Orlando Malone v. State of Tennessee
M2016-01464-CCA-R3-HC
| Tenn. Crim. App. | Apr 17, 2017Background
- Malone was convicted in Bradley County for first degree felony murder and multiple robbery counts after a confrontation over change for a $50 bill.
- He filed multiple habeas petitions in different counties; this is his third petition challenging those convictions.
- The habeas court summarily dismissed for failure to comply with statutory filing requirements and for alleged non-cognizable grounds.

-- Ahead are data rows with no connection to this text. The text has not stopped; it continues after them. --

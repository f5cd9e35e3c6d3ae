//! Plaza presence server.
//!
//! Every flag can also come from a `PLAZA_*` environment variable.
//!
//! ```text
//! plaza-server --bind 0.0.0.0:8080 --mode pairwise --threshold 120
//! plaza-server --mode zones --map assets/office.json --room-property room
//! ```

use std::path::PathBuf;

use clap::{Parser, ValueEnum};
use plaza::prelude::*;
use tracing_subscriber::EnvFilter;

/// Which proximity rule the world runs.
#[derive(Debug, Clone, Copy, PartialEq, Eq, ValueEnum)]
enum Mode {
    /// Direct calls between players closer than `--threshold`.
    Pairwise,
    /// Hosted room calls for players inside a map zone.
    Zones,
}

#[derive(Parser, Debug)]
#[command(author, version, about)]
struct Args {
    /// Address to listen on.
    #[arg(long, env = "PLAZA_BIND", default_value = PlazaServerBuilder::DEFAULT_BIND)]
    bind: String,

    /// Proximity strategy.
    #[arg(long, env = "PLAZA_MODE", value_enum, default_value_t = Mode::Pairwise)]
    mode: Mode,

    /// Call radius for pairwise mode. Invalid values fall back to the
    /// default.
    #[arg(long, env = "PLAZA_THRESHOLD", default_value_t = ProximityConfig::DEFAULT_THRESHOLD)]
    threshold: f64,

    /// Tiled JSON map with the zones. Required in zones mode.
    #[arg(long, env = "PLAZA_MAP", required_if_eq("mode", "zones"))]
    map: Option<PathBuf>,

    /// Object property naming a zone's call room.
    #[arg(long, env = "PLAZA_ROOM_PROPERTY", default_value = ProximityConfig::DEFAULT_ROOM_PROPERTY)]
    room_property: String,

    /// Spawn point, x. A non-finite spawn point falls back to the origin.
    #[arg(long, env = "PLAZA_SPAWN_X", default_value_t = 0.0, allow_negative_numbers = true)]
    spawn_x: f64,

    /// Spawn point, y.
    #[arg(long, env = "PLAZA_SPAWN_Y", default_value_t = 0.0, allow_negative_numbers = true)]
    spawn_y: f64,

    /// Random offset radius around the spawn point. 0 disables it.
    #[arg(long, env = "PLAZA_SPAWN_SCATTER", default_value_t = 0.0)]
    spawn_scatter: f64,
}

impl Args {
    fn world_config(&self) -> WorldConfig {
        let proximity = match (self.mode, &self.map) {
            (Mode::Zones, Some(map_path)) => ProximityConfig::Zones {
                map_path: map_path.clone(),
                room_property: self.room_property.clone(),
            },
            // clap enforces --map in zones mode
            (Mode::Zones, None) | (Mode::Pairwise, _) => ProximityConfig::Pairwise {
                threshold: self.threshold,
            },
        };

        WorldConfig {
            proximity,
            registry: RegistryConfig {
                spawn: Position::new(self.spawn_x, self.spawn_y),
                spawn_scatter: self.spawn_scatter,
            }
            .validated(),
            ..WorldConfig::default()
        }
    }
}

#[tokio::main]
async fn main() -> Result<(), Box<dyn std::error::Error>> {
    tracing_subscriber::fmt()
        .with_env_filter(
            EnvFilter::try_from_default_env().unwrap_or_else(|_| EnvFilter::new("info")),
        )
        .init();

    let args = Args::parse();
    let config = args.world_config();
    tracing::info!(bind = %args.bind, mode = ?args.mode, "starting plaza server");

    let server = PlazaServer::builder()
        .bind(&args.bind)
        .world_config(config)
        .build()
        .await?;
    let world = server.world();

    tokio::select! {
        result = server.run() => result?,
        _ = tokio::signal::ctrl_c() => {
            tracing::info!("interrupt received, shutting down");
            let _ = world.shutdown().await;
        }
    }

    Ok(())
}

#[cfg(test)]
mod tests {
    use super::*;

    #[test]
    fn test_args_defaults_give_pairwise_world() {
        let args = Args::try_parse_from(["plaza-server"]).unwrap();

        assert_eq!(args.bind, "127.0.0.1:8080");
        assert_eq!(args.world_config(), WorldConfig::default());
    }

    #[test]
    fn test_args_zones_mode_requires_map() {
        assert!(Args::try_parse_from(["plaza-server", "--mode", "zones"]).is_err());

        let args = Args::try_parse_from([
            "plaza-server",
            "--mode",
            "zones",
            "--map",
            "office.json",
            "--room-property",
            "jitsi",
        ])
        .unwrap();

        assert_eq!(
            args.world_config().proximity,
            ProximityConfig::Zones {
                map_path: "office.json".into(),
                room_property: "jitsi".into(),
            }
        );
    }

    #[test]
    fn test_args_spawn_accepts_negative_coordinates() {
        let args = Args::try_parse_from([
            "plaza-server",
            "--spawn-x",
            "-40",
            "--spawn-y",
            "12.5",
            "--spawn-scatter",
            "8",
            "--threshold",
            "64",
        ])
        .unwrap();
        let config = args.world_config();

        assert_eq!(config.registry.spawn, Position::new(-40.0, 12.5));
        assert_eq!(config.registry.spawn_scatter, 8.0);
        assert_eq!(config.proximity, ProximityConfig::Pairwise { threshold: 64.0 });
    }

    #[test]
    fn test_args_nan_spawn_falls_back_to_origin() {
        let args =
            Args::try_parse_from(["plaza-server", "--spawn-x", "NaN", "--spawn-y", "3"]).unwrap();

        assert!(args.spawn_x.is_nan());
        assert_eq!(args.world_config().registry.spawn, Position::new(0.0, 0.0));
    }
}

- On appeal, the State argued Malone failed to provide required copies of prior petitions and proceedings, and the other claims were not valid habeas grounds.
- The court reviews habeas decisions de novo and limits relief to void judgments or invalid confinement, not merely voidable ones.

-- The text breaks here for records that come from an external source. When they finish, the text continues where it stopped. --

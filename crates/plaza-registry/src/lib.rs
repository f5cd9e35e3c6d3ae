//! Player registry for Plaza.
//!
//! The registry is the single source of truth for who is in the world and
//! where they stand. It holds nothing on disk: a record exists exactly while
//! its connection does.
//!
//! # How it fits in the stack
//!
//! ```text
//! World actor (above)  <- serializes every call into the registry
//!     |
//! Registry (this crate) <- register / update_position / remove / snapshot
//!     |
//! Protocol (below)     <- PlayerId, Position, Facing, PlayerInfo
//! ```
//!
//! The registry never broadcasts. Callers decide who hears about a change,
//! which keeps this crate testable without any transport.

mod error;
mod player;
mod registry;

pub use error::RegistryError;
pub use player::{Player, RegistryConfig};
pub use registry::PlayerRegistry;
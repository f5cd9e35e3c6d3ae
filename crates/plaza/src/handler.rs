//! Per-connection handler: join, then route messages both ways.
//!
//! Each accepted connection gets its own Tokio task running this handler.
//! The flow is:
//!   1. Wait for `Join` (anything else gets a 400 and is ignored)
//!   2. Register with the world and subscribe to its events
//!   3. Loop: forward world events out, client messages in
//!   4. On close, `Leave`, or error: the guard removes the player

use std::sync::Arc;

use plaza_protocol::{ClientMessage, Codec, PlayerId, Position, ProtocolError, ServerMessage};
use plaza_transport::{Connection, WebSocketConnection};
use plaza_world::{WorldError, WorldHandle, player_channel};

use crate::PlazaError;
use crate::server::ServerState;

/// Error code for malformed or out-of-order messages.
const BAD_REQUEST: u16 = 400;
/// Error code for a second `Join` on a joined connection.
const CONFLICT: u16 = 409;

/// Drop guard that removes the player from the world when the handler
/// exits, however it exits.
///
/// `Drop` is synchronous, so the leave runs in a fire-and-forget task.
/// Leaving is idempotent; an explicit `Leave` that already went through is
/// harmless to repeat.
struct LeaveGuard {
    player_id: PlayerId,
    world: WorldHandle,
}

impl Drop for LeaveGuard {
    fn drop(&mut self) {
        let player_id = self.player_id;
        let world = self.world.clone();
        tokio::spawn(async move {
            if let Err(e) = world.leave(player_id).await {
                tracing::debug!(%player_id, error = %e, "leave after disconnect failed");
            }
        });
    }
}

/// What the message loop should do after handling one frame.
#[derive(Debug, PartialEq, Eq)]
enum Flow {
    Continue,
    Close,
}

/// Handles a single connection from accept to close.
pub(crate) async fn handle_connection<C: Codec>(
    conn: WebSocketConnection,
    state: Arc<ServerState<C>>,
) -> Result<(), PlazaError> {
    let conn_id = conn.id();
    let player_id = PlayerId::from(conn_id);
    tracing::debug!(%conn_id, peer = %conn.peer_addr(), "handling new connection");

    // --- Step 1: Join ---
    let Some((name, role)) = await_join(&conn, &state.codec).await? else {
        tracing::debug!(%conn_id, "connection closed before join");
        return Ok(());
    };

    // --- Step 2: Register ---
    let (tx, mut outbound) = player_channel(state.outbound_capacity);
    if let Err(e) = state.world.join(player_id, name, role, tx).await {
        tracing::error!(%player_id, error = %e, "join rejected");
        if matches!(e, WorldError::Registry(_)) {
            send_error(&conn, &state.codec, CONFLICT, &e.to_string()).await?;
        }
        let _ = conn.close().await;
        return Err(e.into());
    }
    let _guard = LeaveGuard {
        player_id,
        world: state.world.clone(),
    };

    // --- Step 3: Message loop ---
    loop {
        tokio::select! {
            // Flush world events before reading more input.
            biased;

            event = outbound.recv() => match event {
                Some(msg) => {
                    let bytes = state.codec.encode(&msg)?;
                    conn.send(&bytes).await?;
                }
                None => {
                    tracing::info!(%player_id, "outbound channel closed, dropping connection");
                    let _ = conn.close().await;
                    break;
                }
            },

            frame = conn.recv() => match frame {
                Ok(Some(data)) => {
                    if handle_frame(&conn, &state, player_id, &data).await? == Flow::Close {
                        let _ = conn.close().await;
                        break;
                    }
                }
                Ok(None) => {
                    tracing::info!(%player_id, "connection closed cleanly");
                    break;
                }
                Err(e) => {
                    tracing::debug!(%player_id, error = %e, "recv error");
                    break;
                }
            },
        }
    }

    // _guard drops here -> player leaves the world.
    Ok(())
}

/// Reads frames until a valid `Join` arrives.
///
/// Returns `None` if the client closes, errors, or sends `Leave` first.
async fn await_join(
    conn: &WebSocketConnection,
    codec: &impl Codec,
) -> Result<Option<(String, String)>, PlazaError> {
    loop {
        let data = match conn.recv().await {
            Ok(Some(data)) => data,
            Ok(None) => return Ok(None),
            Err(e) => {
                tracing::debug!(conn_id = %conn.id(), error = %e, "recv error before join");
                return Ok(None);
            }
        };

        match decode(codec, &data) {
            Ok(ClientMessage::Join { name, role }) => return Ok(Some((name, role))),
            Ok(ClientMessage::Leave) => return Ok(None),
            Ok(_) => {
                send_error(conn, codec, BAD_REQUEST, "join first").await?;
            }
            Err(e) if e.is_client_fault() => {
                tracing::debug!(conn_id = %conn.id(), error = %e, "invalid message before join");
                send_error(conn, codec, BAD_REQUEST, &e.to_string()).await?;
            }
            Err(e) => return Err(e.into()),
        }
    }
}

/// Handles one frame from a joined player.
async fn handle_frame<C: Codec>(
    conn: &WebSocketConnection,
    state: &ServerState<C>,
    player_id: PlayerId,
    data: &[u8],
) -> Result<Flow, PlazaError> {
    let msg = match decode(&state.codec, data) {
        Ok(msg) => msg,
        Err(e) if e.is_client_fault() => {
            tracing::debug!(%player_id, error = %e, "invalid message");
            send_error(conn, &state.codec, BAD_REQUEST, &e.to_string()).await?;
            return Ok(Flow::Continue);
        }
        Err(e) => return Err(e.into()),
    };

    match msg {
        ClientMessage::Move { x, y, facing } => {
            state
                .world
                .move_to(player_id, Position::new(x, y), facing)
                .await?;
        }
        ClientMessage::Signal { target, payload } => {
            state.world.signal(player_id, target, payload).await?;
        }
        ClientMessage::Join { .. } => {
            send_error(conn, &state.codec, CONFLICT, "already joined").await?;
        }
        ClientMessage::Leave => {
            tracing::info!(%player_id, "player asked to leave");
            state.world.leave(player_id).await?;
            return Ok(Flow::Close);
        }
    }

    Ok(Flow::Continue)
}

/// Decodes a frame and applies the field rules.
fn decode(codec: &impl Codec, data: &[u8]) -> Result<ClientMessage, ProtocolError> {
    let msg: ClientMessage = codec.decode(data)?;
    msg.validate()?;
    Ok(msg)
}

/// Sends a `ServerMessage::Error` to the client.
async fn send_error(
    conn: &WebSocketConnection,
    codec: &impl Codec,
    code: u16,
    message: &str,
) -> Result<(), PlazaError> {
    let bytes = codec.encode(&ServerMessage::Error {
        code,
        message: message.to_string(),
    })?;
    conn.send(&bytes).await?;
    Ok(())
}
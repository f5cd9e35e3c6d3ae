//! WebSocket transport built on `tokio-tungstenite`.
//!
//! Accepting is two steps: [`WebSocketTransport::accept`] takes the TCP
//! socket and [`PendingWebSocket::complete`] runs the upgrade under a
//! deadline, normally in the connection's own task.
//!
//! Each connection is split into a write half and a read half behind their
//! own locks. A handler can sit in `recv` while world events are pushed
//! out through `send` without the two waiting on each other.

use std::net::SocketAddr;
use std::sync::atomic::{AtomicU64, Ordering};
use std::time::Duration;

use futures_util::stream::{SplitSink, SplitStream};
use futures_util::{SinkExt, StreamExt};
use tokio::net::{TcpListener, TcpStream};
use tokio::sync::Mutex;
use tokio_tungstenite::WebSocketStream;
use tokio_tungstenite::tungstenite::{self, Message};

use crate::{Connection, ConnectionId, Handshake, Transport, TransportError};

/// Source of connection ids. Starts at 1 and only ever grows, so a closed
/// connection's id is never reissued.
static NEXT_CONNECTION_ID: AtomicU64 = AtomicU64::new(1);

type WsSink = SplitSink<WebSocketStream<TcpStream>, Message>;
type WsSource = SplitStream<WebSocketStream<TcpStream>>;

/// Listens for WebSocket upgrades on a TCP port.
pub struct WebSocketTransport {
    listener: TcpListener,
    handshake_timeout: Duration,
}

impl WebSocketTransport {
    /// How long a client gets to send its upgrade request.
    pub const DEFAULT_HANDSHAKE_TIMEOUT: Duration = Duration::from_secs(10);

    /// Binds the listener. Use port `0` to let the OS pick one.
    pub async fn bind(addr: &str) -> Result<Self, TransportError> {
        let listener = TcpListener::bind(addr)
            .await
            .map_err(TransportError::AcceptFailed)?;
        tracing::info!(addr, "websocket transport listening");
        Ok(Self {
            listener,
            handshake_timeout: Self::DEFAULT_HANDSHAKE_TIMEOUT,
        })
    }

    /// Sets the upgrade deadline for connections accepted from now on.
    pub fn with_handshake_timeout(mut self, timeout: Duration) -> Self {
        self.handshake_timeout = timeout;
        self
    }
}

impl Transport for WebSocketTransport {
    type Connection = WebSocketConnection;
    type Pending = PendingWebSocket;
    type Error = TransportError;

    /// Accepts one TCP connection. The upgrade runs later, in
    /// [`PendingWebSocket::complete`].
    async fn accept(&mut self) -> Result<Self::Pending, Self::Error> {
        let (stream, peer) = self
            .listener
            .accept()
            .await
            .map_err(TransportError::AcceptFailed)?;
        tracing::trace!(%peer, "accepted tcp connection");

        Ok(PendingWebSocket {
            stream,
            peer,
            timeout: self.handshake_timeout,
        })
    }

    fn local_addr(&self) -> std::io::Result<SocketAddr> {
        self.listener.local_addr()
    }
}

/// A TCP client that has not sent its WebSocket upgrade yet.
pub struct PendingWebSocket {
    stream: TcpStream,
    peer: SocketAddr,
    timeout: Duration,
}

impl PendingWebSocket {
    /// Remote address of the client.
    pub fn peer_addr(&self) -> SocketAddr {
        self.peer
    }
}

impl Handshake for PendingWebSocket {
    type Connection = WebSocketConnection;
    type Error = TransportError;

    /// Runs the upgrade handshake, giving up after the transport's
    /// handshake timeout. Dropping the socket on failure closes it.
    async fn complete(self) -> Result<Self::Connection, Self::Error> {
        let Self {
            stream,
            peer,
            timeout,
        } = self;

        let ws = match tokio::time::timeout(timeout, tokio_tungstenite::accept_async(stream)).await
        {
            Ok(Ok(ws)) => ws,
            Ok(Err(e)) => {
                return Err(TransportError::AcceptFailed(to_io(
                    e,
                    std::io::ErrorKind::ConnectionRefused,
                )));
            }
            Err(_) => {
                tracing::debug!(%peer, ?timeout, "websocket handshake timed out");
                return Err(TransportError::HandshakeTimeout(timeout));
            }
        };

        let id = ConnectionId::new(NEXT_CONNECTION_ID.fetch_add(1, Ordering::Relaxed));
        tracing::debug!(%id, %peer, "accepted websocket connection");

        let (sink, source) = ws.split();
        Ok(WebSocketConnection {
            id,
            peer,
            sink: Mutex::new(sink),
            source: Mutex::new(source),
        })
    }
}

/// One upgraded WebSocket client.
pub struct WebSocketConnection {
    id: ConnectionId,
    peer: SocketAddr,
    sink: Mutex<WsSink>,
    source: Mutex<WsSource>,
}

impl WebSocketConnection {
    /// Remote address of the client.
    pub fn peer_addr(&self) -> SocketAddr {
        self.peer
    }
}

impl Connection for WebSocketConnection {
    type Error = TransportError;

    /// UTF-8 payloads go out as text frames (what browser JSON clients
    /// expect); anything else as binary.
    async fn send(&self, data: &[u8]) -> Result<(), Self::Error> {
        let msg = match std::str::from_utf8(data) {
            Ok(text) => Message::Text(text.to_owned().into()),
            Err(_) => Message::Binary(data.to_vec().into()),
        };
        self.sink
            .lock()
            .await
            .send(msg)
            .await
            .map_err(|e| TransportError::SendFailed(to_io(e, std::io::ErrorKind::BrokenPipe)))
    }

    /// Text and binary frames are both handed up as bytes. Control frames
    /// are skipped; tungstenite answers pings on its own.
    async fn recv(&self) -> Result<Option<Vec<u8>>, Self::Error> {
        let mut source = self.source.lock().await;
        while let Some(frame) = source.next().await {
            match frame {
                Ok(Message::Text(text)) => return Ok(Some(text.as_bytes().to_vec())),
                Ok(Message::Binary(data)) => return Ok(Some(data.to_vec())),
                Ok(Message::Close(_)) => return Ok(None),
                Ok(Message::Ping(_) | Message::Pong(_) | Message::Frame(_)) => {}
                Err(e) => {
                    return Err(TransportError::ReceiveFailed(to_io(
                        e,
                        std::io::ErrorKind::ConnectionReset,
                    )));
                }
            }
        }
        Ok(None)
    }

    async fn close(&self) -> Result<(), Self::Error> {
        self.sink
            .lock()
            .await
            .close()
            .await
            .map_err(|e| TransportError::SendFailed(to_io(e, std::io::ErrorKind::BrokenPipe)))
    }

    fn id(&self) -> ConnectionId {
        self.id
    }
}

fn to_io(e: tungstenite::Error, kind: std::io::ErrorKind) -> std::io::Error {
    std::io::Error::new(kind, e)
}
//! Property checks for the pairwise strategy over seeded random worlds.

use plaza_protocol::{Facing, PlayerId, Position};
use plaza_proximity::{ProximityEngine, Relationship};
use plaza_registry::PlayerRegistry;
use rand::rngs::StdRng;
use rand::{Rng, SeedableRng};

fn random_world(rng: &mut StdRng, players: u64) -> PlayerRegistry {
    let mut reg = PlayerRegistry::default();
    for id in 1..=players {
        reg.register(PlayerId(id), format!("p{id}"), "").unwrap();
        // Odd fractions on purpose: distances land close to the threshold.
        let pos = Position::new(rng.random_range(-60.0..60.0), rng.random_range(-60.0..60.0));
        reg.update_position(PlayerId(id), pos, Facing::Down).unwrap();
    }
    reg
}

#[test]
fn test_neighbors_are_symmetric_across_random_worlds() {
    let mut rng = StdRng::seed_from_u64(0x5eed);

    for _ in 0..200 {
        let threshold = rng.random_range(1.0..40.0);
        let engine = ProximityEngine::pairwise(threshold);
        let reg = random_world(&mut rng, 12);

        for p in reg.iter() {
            for q in engine.neighbors(p.id, &reg) {
                assert!(
                    engine.neighbors(q, &reg).contains(&p.id),
                    "{} sees {} but not the reverse (threshold {threshold})",
                    p.id,
                    q
                );
            }
        }
    }
}

#[test]
fn test_players_on_the_same_spot_are_neighbors() {
    let engine = ProximityEngine::pairwise(0.5);
    let mut reg = PlayerRegistry::default();
    reg.register(PlayerId(1), "a", "").unwrap();
    reg.register(PlayerId(2), "b", "").unwrap();

    let rels = engine.relationships(&reg);

    assert_eq!(rels.len(), 1);
    assert!(matches!(rels.first(), Some(Relationship::Pair(_))));
}

#[test]
fn test_relationship_count_never_exceeds_pair_count() {
    let mut rng = StdRng::seed_from_u64(7);
    let engine = ProximityEngine::pairwise(1_000.0);
    let reg = random_world(&mut rng, 9);

    // Everyone is within 1000 of everyone: n * (n - 1) / 2 pairs.
    assert_eq!(engine.relationships(&reg).len(), 9 * 8 / 2);
}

- The court affirmed the dismissal, ruling the petition did not meet procedural prerequisites and the claimed defects did not support habeas relief.
Issues
| Issue | Plaintiff's Argument | Defendant's Argument | Held |
|---|---|---|---|
| Was summary dismissal proper for failure to comply with §29-21-107(b)(4)? | Malone | State | Yes; dismissal proper for missing documents and procedural omissions. |
| Are fatal-variance claims cognizable in habeas corpus? | Malone | State | No; fatal-variance claims are not cognizable in habeas corpus. |
| Are double jeopardy challenges to multiple theft offenses cognizable in habeas corpus? | Malone | State | No; double jeopardy claim not cognizable in habeas corpus. |
Key Cases Cited
- Faulkner v. State, 226 S.W.3d 358 (Tenn. 2007) (habeas review is de novo; writ is for void judgments)

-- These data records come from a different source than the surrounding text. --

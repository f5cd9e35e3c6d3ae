//! Transport layer for Plaza.
//!
//! The presence core never touches sockets. It only needs two things from
//! the transport:
//!
//! 1. a stable, never-reused [`ConnectionId`] per live client, and
//! 2. a way to push bytes to (and pull bytes from) that client.
//!
//! [`Transport`] and [`Connection`] capture exactly that, so any channel with
//! per-client addressability can stand in for the bundled WebSocket one.
//! Accepting a socket and completing its protocol handshake are separate
//! steps ([`Transport::accept`], then [`Handshake::complete`]), so a client
//! that never finishes its handshake only ties up its own task.
//!
//! # Feature Flags
//!
//! - `websocket` (default): WebSocket transport via `tokio-tungstenite`

#![allow(async_fn_in_trait)]

mod error;
#[cfg(feature = "websocket")]
mod websocket;

pub use error::TransportError;
#[cfg(feature = "websocket")]
pub use websocket::{PendingWebSocket, WebSocketConnection, WebSocketTransport};

use std::fmt;

/// Opaque identifier for one live client connection.
///
/// Allocated by the transport from a monotonically increasing counter, so an
/// id is unique for the lifetime of the process and never handed out twice.
#[derive(Debug, Clone, Copy, PartialEq, Eq, PartialOrd, Ord, Hash)]
pub struct ConnectionId(u64);

impl ConnectionId {
    /// Wraps a raw id. Transports call this; nothing else should.
    pub fn new(id: u64) -> Self {
        Self(id)
    }

    /// Returns the underlying `u64` value.
    pub fn into_inner(self) -> u64 {
        self.0
    }
}

impl fmt::Display for ConnectionId {
    fn fmt(&self, f: &mut fmt::Formatter<'_>) -> fmt::Result {
        write!(f, "conn-{}", self.0)
    }
}

/// Accepts incoming client connections.
pub trait Transport: Send + Sync + 'static {
    /// The connection type produced by this transport.
    type Connection: Connection;
    /// An accepted socket whose handshake has not run yet.
    type Pending: Handshake<Connection = Self::Connection, Error = Self::Error>;
    /// The error type for transport operations.
    type Error: std::error::Error + Send + Sync;

    /// Waits for the next incoming socket.
    ///
    /// Returns as soon as the socket is accepted; nothing is read from it.
    async fn accept(&mut self) -> Result<Self::Pending, Self::Error>;

    /// Returns the address the transport is listening on.
    fn local_addr(&self) -> std::io::Result<std::net::SocketAddr>;
}

/// The second half of accepting a client.
pub trait Handshake: Send + 'static {
    /// The connection produced once the handshake succeeds.
    type Connection: Connection;
    /// The error type for a failed or timed-out handshake.
    type Error: std::error::Error + Send + Sync;

    /// Runs the protocol handshake and yields a live connection.
    async fn complete(self) -> Result<Self::Connection, Self::Error>;
}

/// A single client connection that carries framed byte messages.
pub trait Connection: Send + Sync + 'static {
    /// The error type for connection operations.
    type Error: std::error::Error + Send + Sync;

    /// Sends one frame to the client.
    async fn send(&self, data: &[u8]) -> Result<(), Self::Error>;

    /// Receives the next frame from the client.
    ///
    /// Returns `Ok(None)` when the connection is cleanly closed.
    async fn recv(&self) -> Result<Option<Vec<u8>>, Self::Error>;

    /// Closes the connection.
    async fn close(&self) -> Result<(), Self::Error>;

    /// Returns the identifier assigned to this connection.
    fn id(&self) -> ConnectionId;
}

#[cfg(test)]
mod tests {
    use super::*;

    #[test]
    fn test_connection_id_new_and_into_inner() {
        let id = ConnectionId::new(42);
        assert_eq!(id.into_inner(), 42);
    }

    #[test]
    fn test_connection_id_display() {
        assert_eq!(ConnectionId::new(7).to_string(), "conn-7");
    }

    #[test]
    fn test_connection_id_orders_by_allocation() {
        // Ids come from a counter, so allocation order is id order.
        let first = ConnectionId::new(3);
        let second = ConnectionId::new(11);
        assert!(first < second);
        assert_eq!(first.max(second), second);
    }

    #[test]
    fn test_connection_id_works_as_map_key() {
        use std::collections::HashMap;
        let mut map = HashMap::new();
        map.insert(ConnectionId::new(1), "alice");
        map.insert(ConnectionId::new(2), "bob");
        assert_eq!(map[&ConnectionId::new(1)], "alice");
    }
}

- Hart v. State, 21 S.W.3d 901 (Tenn. 2000) (de novo standard of review for habeas petitions)
- Ussery v. Avery, 432 S.W.2d 656 (Tenn. 1968) (habeas scope and void vs voidable judgments)
- State ex rel. Newsom v. Henderson, 424 S.W.2d 186 (Tenn. 1968) (purpose of state habeas petitions to attack void judgments)
- Archer v. State, 851 S.W.2d 157 (Tenn. 1993) (jurisdictional integrity as measure of voidness)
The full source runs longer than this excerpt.